» WORK ITEM
From the listing below, count the lines where the string "format" occurs. Give the number, with no other words.

╭─ DATA EXCERPTS

use std::fs;
use std::io::{self, Read, Write};
use std::path::Path;

use flate2::read::GzDecoder;
use flate2::write::GzEncoder;
use flate2::Compression;

/// On-disk container of a snapshot document
#[derive(Debug, Clone, Copy, PartialEq, Eq)]
pub enum Container {
    Plain,
    Gzip,
}

impl Container {
    pub fn new(compress: bool) -> Self {
        if compress {
            Container::Gzip
        } else {
            Container::Plain
        }
    }

    /// Container implied by a file name (`.gz` suffix means gzip)
    pub fn for_path(path: &Path) -> Self {
        if path.extension().is_some_and(|ext| ext == "gz") {
            Container::Gzip
        } else {
            Container::Plain
        }
    }

    pub fn extension(&self) -> &'static str {
        match self {
            Container::Plain => ".json",
            Container::Gzip => ".json.gz",
        }
    }

    pub fn encode(&self, bytes: &[u8]) -> io::Result<Vec<u8>> {
        match self {
            Container::Plain => Ok(bytes.to_vec()),
            Container::Gzip => {
                let mut encoder = GzEncoder::new(Vec::new(), Compression::default());
                encoder.write_all(bytes)?;
                encoder.finish()
            }
        }
    }

    pub fn decode(&self, bytes: &[u8]) -> io::Result<Vec<u8>> {
        match self {
            Container::Plain => Ok(bytes.to_vec()),
            Container::Gzip => {
                let mut decoder = GzDecoder::new(bytes);
                let mut decoded = Vec::new();
                decoder.read_to_end(&mut decoded)?;
                Ok(decoded)
            }
        }
    }
}

/// Write through a sibling temp file and rename into place
pub fn write_atomic(path: &Path, bytes: &[u8]) -> io::Result<()> {
    let file_name = path
        .file_name()
        .and_then(|name| name.to_str())
        .ok_or_else(|| io::Error::new(io::ErrorKind::InvalidInput, "path has no file name"))?;
    let tmp = path.with_file_name(format!(".{}.tmp", file_name));
    {
        let mut file = fs::File::create(&tmp)?;
        file.write_all(bytes)?;
        file.sync_all()?;
    }
    fs::rename(&tmp, path)
}
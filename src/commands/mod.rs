//! CLI command implementations

pub(crate) mod backup;
pub(crate) mod common;
pub(crate) mod list;
pub(crate) mod restore;
pub(crate) mod rollback;
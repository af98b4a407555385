//! Tests for the REST remote store client against a local mock server

use axum::{
    extract::{Path, Query, State},
    http::{header, HeaderMap, StatusCode},
    response::{IntoResponse, Response},
    routing::get,
    Json, Router,
};
use remote_table_backup::fetcher::fetch_all_rows;
use remote_table_backup::models::TableEntry;
use remote_table_backup::remote::{HttpRemoteStore, RemoteError};
use remote_table_backup::{
    BackupOrchestrator, BackupRequest, Config, Context, RemoteStore, WriteOutcome,
};
use serde_json::{json, Value};
use std::collections::HashMap;
use std::sync::{Arc, Mutex};
use std::time::Duration;
use tempfile::TempDir;

const TEST_KEY: &str = "service-role-key";

// =============================================================================
// Mock Server
// =============================================================================

#[derive(Clone, Default)]
struct MockState {
    tables: Arc<Mutex<HashMap<String, Vec<Value>>>>,
    api_keys: Arc<Mutex<Vec<String>>>,
    page_orders: Arc<Mutex<Vec<Option<String>>>>,
}

impl MockState {
    fn with_table(self, table: &str, rows: Vec<Value>) -> Self {
        self.tables.lock().unwrap().insert(table.to_string(), rows);
        self
    }

    fn rows(&self, table: &str) -> Vec<Value> {
        self.tables
            .lock()
            .unwrap()
            .get(table)
            .cloned()
            .unwrap_or_default()
    }

    fn record_key(&self, headers: &HeaderMap) {
        let key = headers
            .get("apikey")
            .and_then(|v| v.to_str().ok())
            .unwrap_or_default()
            .to_string();
        self.api_keys.lock().unwrap().push(key);
    }
}

fn error_body(status: StatusCode, code: &str, message: &str, details: Option<&str>) -> Response {
    let mut body = json!({"code": code, "message": message});
    if let Some(details) = details {
        body["details"] = json!(details);
    }
    (status, Json(body)).into_response()
}

async fn select_rows(
    State(state): State<MockState>,
    Path(table): Path<String>,
    Query(params): Query<HashMap<String, String>>,
    headers: HeaderMap,
) -> Response {
    state.record_key(&headers);
    if table == "broken" {
        return (StatusCode::INTERNAL_SERVER_ERROR, "upstream unavailable").into_response();
    }

    let rows = state.rows(&table);
    let counting = headers
        .get("Prefer")
        .and_then(|v| v.to_str().ok())
        .map(|v| v.contains("count=exact"))
        .unwrap_or(false);
    if counting {
        let range = format!("0-0/{}", rows.len());
        let first: Vec<Value> = rows.into_iter().take(1).collect();
        return (StatusCode::OK, [(header::CONTENT_RANGE, range)], Json(first)).into_response();
    }

    state.page_orders.lock().unwrap().push(params.get("order").cloned());
    let offset: usize = params.get("offset").and_then(|v| v.parse().ok()).unwrap_or(0);
    let limit: usize = params.get("limit").and_then(|v| v.parse().ok()).unwrap_or(usize::MAX);
    let page: Vec<Value> = rows.into_iter().skip(offset).take(limit).collect();
    Json(page).into_response()
}

async fn upsert_rows(
    State(state): State<MockState>,
    Path(table): Path<String>,
    headers: HeaderMap,
    Json(rows): Json<Vec<Value>>,
) -> Response {
    state.record_key(&headers);
    match table.as_str() {
        "strict" => {
            return error_body(
                StatusCode::CONFLICT,
                "23505",
                "duplicate key value violates unique constraint \"strict_pkey\"",
                Some("Key (id)=(1) already exists."),
            )
        }
        "invoices" => {
            return error_body(
                StatusCode::BAD_REQUEST,
                "428C9",
                "cannot insert a non-DEFAULT value into column \"total\"",
                None,
            )
        }
        _ => {}
    }

    let mut tables = state.tables.lock().unwrap();
    let existing = tables.entry(table).or_default();
    for row in rows {
        match existing.iter_mut().find(|r| r.get("id") == row.get("id")) {
            Some(current) => *current = row,
            None => existing.push(row),
        }
    }
    StatusCode::CREATED.into_response()
}

async fn update_rows(
    State(state): State<MockState>,
    Path(table): Path<String>,
    Query(params): Query<HashMap<String, String>>,
    Json(patch): Json<Value>,
) -> Response {
    let Some(id) = params.get("id").and_then(|f| f.strip_prefix("eq.")) else {
        return error_body(StatusCode::BAD_REQUEST, "PGRST100", "missing filter", None);
    };

    let mut tables = state.tables.lock().unwrap();
    let rows = tables.entry(table).or_default();
    for row in rows.iter_mut() {
        let matches = match row.get("id") {
            Some(Value::String(s)) => s == id,
            Some(other) => other.to_string() == id,
            None => false,
        };
        if matches {
            if let (Some(target), Some(fields)) = (row.as_object_mut(), patch.as_object()) {
                for (column, value) in fields {
                    target.insert(column.clone(), value.clone());
                }
            }
        }
    }
    StatusCode::NO_CONTENT.into_response()
}

/// Start the mock server on a random port; returns its base URL
async fn spawn_mock(state: MockState) -> String {
    let app = Router::new()
        .route(
            "/rest/v1/:table",
            get(select_rows).post(upsert_rows).patch(update_rows),
        )
        .with_state(state);

    let listener = tokio::net::TcpListener::bind("127.0.0.1:0").await.unwrap();
    let addr = listener.local_addr().unwrap();
    tokio::spawn(async move {
        axum::serve(listener, app).await.unwrap();
    });
    format!("http://{}", addr)
}

fn client(base_url: &str) -> HttpRemoteStore {
    HttpRemoteStore::new(base_url, TEST_KEY, "id", Duration::from_secs(5)).unwrap()
}

fn row(value: Value) -> serde_json::Map<String, Value> {
    value.as_object().cloned().unwrap()
}

fn users(count: usize) -> Vec<Value> {
    (1..=count)
        .map(|i| json!({"id": i, "email": format!("user{}@example.com", i)}))
        .collect()
}

// =============================================================================
// Read Tests
// =============================================================================

#[tokio::test]
async fn test_fetch_all_rows_pages_through_table() {
    let state = MockState::default().with_table("users", users(5));
    let base_url = spawn_mock(state.clone()).await;

    let rows = fetch_all_rows(&client(&base_url), "users", 2).await.unwrap();

    assert_eq!(rows.len(), 5);
    assert_eq!(rows[4].get("id"), Some(&json!(5)));
    let keys = state.api_keys.lock().unwrap();
    assert_eq!(keys.len(), 3);
    assert!(keys.iter().all(|k| k == TEST_KEY));
}

#[tokio::test]
async fn test_pages_are_ordered_by_identifier() {
    let state = MockState::default().with_table("users", users(5));
    let base_url = spawn_mock(state.clone()).await;

    fetch_all_rows(&client(&base_url), "users", 2).await.unwrap();

    let orders = state.page_orders.lock().unwrap();
    assert_eq!(orders.len(), 3);
    assert!(orders.iter().all(|o| o.as_deref() == Some("id.asc")));
}

#[tokio::test]
async fn test_count_rows_reads_content_range() {
    let state = MockState::default().with_table("users", users(42));
    let base_url = spawn_mock(state).await;

    assert_eq!(client(&base_url).count_rows("users").await.unwrap(), 42);
    assert_eq!(client(&base_url).count_rows("empty").await.unwrap(), 0);
}

#[tokio::test]
async fn test_server_error_is_reported_with_status() {
    let base_url = spawn_mock(MockState::default()).await;

    let err = client(&base_url).fetch_page("broken", 0, 10).await.unwrap_err();

    match err {
        RemoteError::Status { status, body } => {
            assert_eq!(status, 500);
            assert_eq!(body, "upstream unavailable");
        }
        other => panic!("unexpected error: {:?}", other),
    }
}

// =============================================================================
// Write Tests
// =============================================================================

#[tokio::test]
async fn test_upsert_merges_rows() {
    let state = MockState::default().with_table("users", users(2));
    let base_url = spawn_mock(state.clone()).await;

    let outcome = client(&base_url)
        .upsert_batch(
            "users",
            &[
                row(json!({"id": 2, "email": "changed@example.com"})),
                row(json!({"id": 3, "email": "new@example.com"})),
            ],
        )
        .await;

    assert_eq!(outcome, WriteOutcome::Ok);
    let rows = state.rows("users");
    assert_eq!(rows.len(), 3);
    assert_eq!(rows[1]["email"], json!("changed@example.com"));
}

#[tokio::test]
async fn test_duplicate_key_is_classified() {
    let base_url = spawn_mock(MockState::default()).await;

    let outcome = client(&base_url)
        .upsert_batch("strict", &[row(json!({"id": 1}))])
        .await;

    match outcome {
        WriteOutcome::DuplicateKey(message) => {
            assert!(message.contains("Key (id)=(1) already exists."));
        }
        other => panic!("unexpected outcome: {:?}", other),
    }
}

#[tokio::test]
async fn test_generated_column_conflict_is_classified() {
    let base_url = spawn_mock(MockState::default()).await;

    let outcome = client(&base_url)
        .upsert_batch("invoices", &[row(json!({"id": 1, "total": 10}))])
        .await;

    assert!(matches!(outcome, WriteOutcome::GeneratedColumnConflict(_)));
}

#[tokio::test]
async fn test_update_row_patches_by_identifier() {
    let state = MockState::default().with_table("users", users(3));
    let base_url = spawn_mock(state.clone()).await;

    let outcome = client(&base_url)
        .update_row(
            "users",
            "id",
            &json!(2),
            &row(json!({"id": 2, "email": "patched@example.com"})),
        )
        .await;

    assert_eq!(outcome, WriteOutcome::Ok);
    assert_eq!(state.rows("users")[1]["email"], json!("patched@example.com"));
    assert_eq!(state.rows("users")[0]["email"], json!("user1@example.com"));
}

#[tokio::test]
async fn test_unreachable_store_is_a_write_error() {
    let outcome = client("http://127.0.0.1:9")
        .upsert_batch("users", &[row(json!({"id": 1}))])
        .await;

    assert!(matches!(outcome, WriteOutcome::Other(_)));
}

// =============================================================================
// Engine Over HTTP
// =============================================================================

#[tokio::test]
async fn test_backup_over_http() {
    let state = MockState::default()
        .with_table("users", users(3))
        .with_table("orders", Vec::new());
    let base_url = spawn_mock(state).await;
    let temp_dir = TempDir::new().unwrap();

    let mut config = Config::new(
        temp_dir.path(),
        vec!["users".to_string(), "orders".to_string(), "broken".to_string()],
    );
    config.remote_url = base_url.clone();
    config.remote_key = TEST_KEY.to_string();
    let ctx = Context::new(config, Arc::new(client(&base_url))).unwrap();

    let report = BackupOrchestrator::new(&ctx)
        .run(&BackupRequest::regular(&ctx.config))
        .await
        .unwrap();

    assert_eq!(report.snapshot.entry("users").and_then(|e| e.rows()).map(|r| r.len()), Some(3));
    assert_eq!(
        report.snapshot.entry("orders"),
        Some(&TableEntry::Materialized(Vec::new()))
    );
    assert_eq!(report.failed_tables(), ["broken".to_string()]);
}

╰─

» ANSWER AREA
4